BLOCK-iT RNA interference (RNAi) designer was employed for selecting siRNA duplexes of candidate genes for gene silencing activity and specificity. The siRNA sequence with the greatest probability of success was selected for each target, and for some targets multiple sequences were selected to improve knockdown success. In addition, the siRNA sequences were then evaluated for homology with other mRNA sequences from the B. malayi transcriptome database in WormBase and NCBI to limit off-target knockdown. None of the siRNA sequences shared homology with mRNA sequences outside those selected for knockdown. Life Technologies synthesized the target-specific siRNAs for Bma-LAD-2, Bma-Fukutin, Bma-ShTK, and Bma-Serpin and purified the complexes by standard desalting methods. Target-specific siRNAs for Bma-EGF-like-02820, Bma-EGF-like-48010, Bma-Peptidase, and Bma-Reprolysin were obtained through Dharmacon.
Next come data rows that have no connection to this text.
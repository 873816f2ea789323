//! JSON-lines protocol spoken with the parent process.
//!
//! Every input line is one request object; every processed line produces
//! exactly one response line. A single readiness line precedes all responses.

use serde::Serialize;
use serde_json::{Map, Value};

/// Written once, after the remote session is usable.
#[derive(Debug, Clone, Copy, Serialize)]
pub struct ReadySignal {
    pub ready: bool,
}

impl ReadySignal {
    pub const READY: Self = Self { ready: true };
}

/// Response envelope: `{id, result}` or `{id, error}`, never both.
#[derive(Debug, Clone, PartialEq, Serialize)]
#[serde(untagged)]
pub enum Response {
    Success { id: Value, result: Value },
    Failure { id: Value, error: String },
}

impl Response {
    pub fn success(id: Value, result: Value) -> Self {
        Self::Success { id, result }
    }

    pub fn failure(id: Value, error: impl Into<String>) -> Self {
        Self::Failure {
            id,
            error: error.into(),
        }
    }

    pub fn is_failure(&self) -> bool {
        matches!(self, Self::Failure { .. })
    }
}

/// A request line after envelope parsing.
#[derive(Debug, Clone, PartialEq)]
pub struct Request {
    pub id: Value,
    pub method: String,
    pub params: Map<String, Value>,
}

/// Envelope problems. The id, when one could be read, is kept so the error
/// response can still be correlated.
#[derive(Debug, Clone, PartialEq)]
pub struct MalformedRequest {
    pub id: Value,
    pub message: String,
}

fn empty_id() -> Value {
    Value::String(String::new())
}

impl Request {
    /// Parses one trimmed, non-blank line.
    pub fn parse(line: &str) -> Result<Self, MalformedRequest> {
        let value: Value = serde_json::from_str(line).map_err(|err| MalformedRequest {
            id: empty_id(),
            message: format!("Invalid JSON: {err}"),
        })?;
        let Value::Object(mut object) = value else {
            return Err(MalformedRequest {
                id: empty_id(),
                message: "Invalid request: expected a JSON object".to_string(),
            });
        };

        let id = object.remove("id").unwrap_or_else(empty_id);
        let method = match object.remove("method") {
            Some(Value::String(method)) => method,
            Some(_) => {
                return Err(MalformedRequest {
                    id,
                    message: "Invalid request: method must be a string".to_string(),
                })
            }
            None => {
                return Err(MalformedRequest {
                    id,
                    message: "Invalid request: missing method".to_string(),
                })
            }
        };
        let params = match object.remove("params") {
            None | Some(Value::Null) => Map::new(),
            Some(Value::Object(params)) => params,
            Some(_) => {
                return Err(MalformedRequest {
                    id,
                    message: "Invalid request: params must be an object".to_string(),
                })
            }
        };
        Ok(Self { id, method, params })
    }
}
The 5′ to 3′ siRNA sequences used in this experiment are the following: Bma-LAD-2 siRNA 1, sense, 5′ GCAAGUACUACCAUACUAUdTdT 3′; antisense, 5′ AUAAGUUGGAAUUCGUUGCdTdT 3′; Bma-LAD-2 siRNA 2, sense, 5′ GCGCAUAUCGCAAGUAAAUdTdT 3′; antisense, 5′ AUUUACUUGCGAUAUGCGCdTdT 3′; Bma-LAD-2 siRNA 3, sense, 5′ GCGAAUAGUCGAUACCUAAdTdT 3′; antisense, 5′ UUAGGUAUCGACUAUUCGCdTdT 3′; Bma-Fukutin siRNA 1, sense, 5′-CCACCCATTTCGCAGATTT-3′; antisense, 5′ AAAUCUGCGAAAUGGGUGGdTdT 3′; Bma-Fukutin siRNA 2, sense, 5′ GGAGCGAGAGTGAATGGAAdTdT 3′; antisense, 5′ UUCCAUUCACUCUCGCUCCdTdT 3′; Bma-Fukutin siRNA 3, sense, 5′ GCTAACGTTGCAAATTATTdTdT 3′; antisense, 5′ AAUAAUUUGCAACGUUAGCdTdT 3′; Bma-ShTK siRNA 1, sense, 5′ GCGCCTTCTACAGCAGTAAdTdT 3′; antisense, 5′ GCGCCUUCUACAGCAGUAAdTdT 3′; Bma-ShTK siRNA 2, sense, 5′ GGUGGUAUGAAUAGCAUAAdTdT 3′; antisense, 5′ UUAUGCUAUUCAUACCACCdTdT 3′; Bma-ShTK siRNA 3, sense, 5′ GCUAAAGAACUAUGCGCUAdTdT 3′; antisense, 5′ UAGCGCAUAGUUCUUUAGCdTdT 3′; Bma-Serpin siRNA, sense, 5′ GGAUUUCGAGUGAGACAAAdTdT 3′; antisense, 5′ UUUGUCUCACUCGAAAUCCdTdT 3′; Bma-EGF-like-02820 siRNA, sense, 5′ GUAUCGAGGGCAAGGGAAAdTdT 3′; antisense, 5′ UUUCCCUUGCCCUCGAUACdTdT 3′; Bma-EGF-like-48010 siRNA, sense, 5′ GCAACAAAUGCAAGAAUAAdTdT 3′; antisense, 5′ UUAUUCUUGCAUUUGUUGCdTdT 3′; Bma-Peptidase siRNA 1, sense, 5′ AGGAAAGGUUGUUAGGAUAdTdT 3′; antisense, 5′ UAUCCUAACAACCUUUCCUdTdT 3′; Bma-Reprolysin siRNA 3, sense, 5′ GGAUAAUGUGAAAGGAAUAdTdT 3′; antisense, 5′ UAUUCCUUUCACAUUAUCCdTdT 3′.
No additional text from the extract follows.